**EXERCISE DIRECTIONS:** In the records below, find the lines that include "part" and copy each.

**RECORDS FOR PROCESSING:**
::::::::

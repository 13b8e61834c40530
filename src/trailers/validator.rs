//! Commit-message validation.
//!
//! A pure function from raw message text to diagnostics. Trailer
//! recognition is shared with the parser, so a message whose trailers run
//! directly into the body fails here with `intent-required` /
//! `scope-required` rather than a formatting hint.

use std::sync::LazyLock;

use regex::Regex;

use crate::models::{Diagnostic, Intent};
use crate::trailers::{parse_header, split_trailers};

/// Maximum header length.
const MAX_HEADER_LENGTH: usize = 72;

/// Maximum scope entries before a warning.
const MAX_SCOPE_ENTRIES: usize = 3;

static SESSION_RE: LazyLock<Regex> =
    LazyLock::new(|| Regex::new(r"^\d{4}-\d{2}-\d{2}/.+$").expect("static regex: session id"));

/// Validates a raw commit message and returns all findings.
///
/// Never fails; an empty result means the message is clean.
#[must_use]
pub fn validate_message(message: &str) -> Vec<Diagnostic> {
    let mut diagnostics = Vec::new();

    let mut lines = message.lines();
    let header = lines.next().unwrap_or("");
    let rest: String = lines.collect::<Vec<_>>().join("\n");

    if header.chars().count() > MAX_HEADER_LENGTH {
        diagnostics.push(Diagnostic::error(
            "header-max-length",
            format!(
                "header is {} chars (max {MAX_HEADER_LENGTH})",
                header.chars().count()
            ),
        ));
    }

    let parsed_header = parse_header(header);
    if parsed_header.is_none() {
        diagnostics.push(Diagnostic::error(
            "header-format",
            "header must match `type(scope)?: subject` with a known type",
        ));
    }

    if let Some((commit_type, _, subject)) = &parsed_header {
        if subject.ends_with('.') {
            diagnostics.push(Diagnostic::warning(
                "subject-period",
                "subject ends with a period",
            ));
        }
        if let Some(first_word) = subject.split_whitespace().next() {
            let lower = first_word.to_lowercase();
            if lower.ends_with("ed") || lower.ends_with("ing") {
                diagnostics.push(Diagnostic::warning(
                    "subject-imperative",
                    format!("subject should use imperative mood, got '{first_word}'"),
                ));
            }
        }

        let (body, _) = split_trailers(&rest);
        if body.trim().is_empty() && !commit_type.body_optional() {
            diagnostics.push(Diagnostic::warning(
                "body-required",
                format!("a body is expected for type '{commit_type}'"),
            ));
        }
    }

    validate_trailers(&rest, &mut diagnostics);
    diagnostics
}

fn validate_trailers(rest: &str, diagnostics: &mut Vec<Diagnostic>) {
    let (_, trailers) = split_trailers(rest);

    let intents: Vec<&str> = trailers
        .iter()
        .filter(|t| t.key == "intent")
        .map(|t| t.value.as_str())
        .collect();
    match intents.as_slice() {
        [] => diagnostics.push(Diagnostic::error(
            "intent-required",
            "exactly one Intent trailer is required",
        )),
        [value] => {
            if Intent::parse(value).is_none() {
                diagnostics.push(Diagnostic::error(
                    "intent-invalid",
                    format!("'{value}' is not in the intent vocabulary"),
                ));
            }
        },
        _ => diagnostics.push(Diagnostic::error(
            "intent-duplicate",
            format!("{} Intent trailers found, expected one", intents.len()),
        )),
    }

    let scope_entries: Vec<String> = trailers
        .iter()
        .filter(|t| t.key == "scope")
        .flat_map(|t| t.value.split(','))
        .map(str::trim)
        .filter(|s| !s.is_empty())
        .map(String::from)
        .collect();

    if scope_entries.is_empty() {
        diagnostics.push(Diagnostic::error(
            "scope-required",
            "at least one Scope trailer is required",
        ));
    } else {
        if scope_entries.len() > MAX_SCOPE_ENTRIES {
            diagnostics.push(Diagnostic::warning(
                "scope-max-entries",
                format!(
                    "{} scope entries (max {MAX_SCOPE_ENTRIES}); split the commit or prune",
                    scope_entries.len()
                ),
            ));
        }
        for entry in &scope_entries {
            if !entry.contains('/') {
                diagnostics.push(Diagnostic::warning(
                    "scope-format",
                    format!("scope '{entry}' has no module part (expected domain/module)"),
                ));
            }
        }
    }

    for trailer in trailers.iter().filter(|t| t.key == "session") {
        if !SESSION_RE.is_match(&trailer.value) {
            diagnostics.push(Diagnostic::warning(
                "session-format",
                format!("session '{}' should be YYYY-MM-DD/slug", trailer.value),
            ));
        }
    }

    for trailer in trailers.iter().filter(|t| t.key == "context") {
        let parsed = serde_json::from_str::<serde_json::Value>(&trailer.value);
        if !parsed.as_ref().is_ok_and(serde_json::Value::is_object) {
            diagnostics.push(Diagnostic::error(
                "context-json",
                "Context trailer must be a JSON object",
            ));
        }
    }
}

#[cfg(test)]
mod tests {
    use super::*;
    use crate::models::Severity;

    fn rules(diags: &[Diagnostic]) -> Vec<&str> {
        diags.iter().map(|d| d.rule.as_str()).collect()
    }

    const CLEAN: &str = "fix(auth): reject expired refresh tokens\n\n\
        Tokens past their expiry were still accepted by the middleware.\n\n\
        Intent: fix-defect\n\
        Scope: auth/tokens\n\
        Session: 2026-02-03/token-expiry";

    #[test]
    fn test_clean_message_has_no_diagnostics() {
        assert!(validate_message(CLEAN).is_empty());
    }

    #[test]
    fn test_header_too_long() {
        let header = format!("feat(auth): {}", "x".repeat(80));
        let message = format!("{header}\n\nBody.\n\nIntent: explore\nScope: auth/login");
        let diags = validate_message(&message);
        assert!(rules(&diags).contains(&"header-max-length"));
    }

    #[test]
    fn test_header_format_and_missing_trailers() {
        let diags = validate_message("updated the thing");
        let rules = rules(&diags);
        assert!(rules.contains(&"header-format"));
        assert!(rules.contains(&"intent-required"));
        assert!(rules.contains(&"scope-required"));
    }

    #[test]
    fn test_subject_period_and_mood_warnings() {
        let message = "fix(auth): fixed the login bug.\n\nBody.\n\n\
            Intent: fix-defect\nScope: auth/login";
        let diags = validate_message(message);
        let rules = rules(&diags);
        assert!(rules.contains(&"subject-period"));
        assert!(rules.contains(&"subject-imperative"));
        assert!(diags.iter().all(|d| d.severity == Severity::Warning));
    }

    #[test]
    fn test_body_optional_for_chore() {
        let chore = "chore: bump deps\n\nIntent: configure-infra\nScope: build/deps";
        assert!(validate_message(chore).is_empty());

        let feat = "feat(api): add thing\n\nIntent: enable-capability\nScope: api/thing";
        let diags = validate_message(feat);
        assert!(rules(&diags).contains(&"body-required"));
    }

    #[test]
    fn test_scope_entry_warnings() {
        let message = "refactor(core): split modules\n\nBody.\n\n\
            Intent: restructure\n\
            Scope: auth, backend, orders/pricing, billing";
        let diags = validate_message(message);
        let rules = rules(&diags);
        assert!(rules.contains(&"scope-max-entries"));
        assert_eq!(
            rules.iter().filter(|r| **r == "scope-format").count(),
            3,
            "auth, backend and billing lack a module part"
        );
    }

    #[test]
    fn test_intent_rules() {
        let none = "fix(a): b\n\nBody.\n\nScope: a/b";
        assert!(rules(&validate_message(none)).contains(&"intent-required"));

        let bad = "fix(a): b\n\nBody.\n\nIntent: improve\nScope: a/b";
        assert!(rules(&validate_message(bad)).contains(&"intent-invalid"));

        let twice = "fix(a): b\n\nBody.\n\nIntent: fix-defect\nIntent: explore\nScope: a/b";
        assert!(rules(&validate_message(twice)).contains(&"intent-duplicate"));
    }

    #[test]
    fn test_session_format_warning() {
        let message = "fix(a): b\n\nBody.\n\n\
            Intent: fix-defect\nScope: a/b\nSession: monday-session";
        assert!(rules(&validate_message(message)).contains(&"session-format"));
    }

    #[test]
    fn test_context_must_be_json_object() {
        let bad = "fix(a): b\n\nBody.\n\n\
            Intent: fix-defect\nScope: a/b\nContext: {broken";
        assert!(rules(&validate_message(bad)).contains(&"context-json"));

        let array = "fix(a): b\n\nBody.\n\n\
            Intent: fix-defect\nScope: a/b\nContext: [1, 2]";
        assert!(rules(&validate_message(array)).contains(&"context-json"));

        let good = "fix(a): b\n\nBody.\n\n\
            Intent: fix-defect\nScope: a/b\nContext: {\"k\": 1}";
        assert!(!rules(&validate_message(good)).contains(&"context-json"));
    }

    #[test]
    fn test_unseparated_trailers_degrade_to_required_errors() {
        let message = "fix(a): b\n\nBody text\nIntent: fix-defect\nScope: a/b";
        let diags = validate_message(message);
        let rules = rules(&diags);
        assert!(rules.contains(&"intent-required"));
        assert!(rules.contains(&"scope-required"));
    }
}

::::::::

**SOLVED EXERCISE:**
                    format!("scope '{entry}' has no module part (expected domain/module)"),
            "auth, backend and billing lack a module part"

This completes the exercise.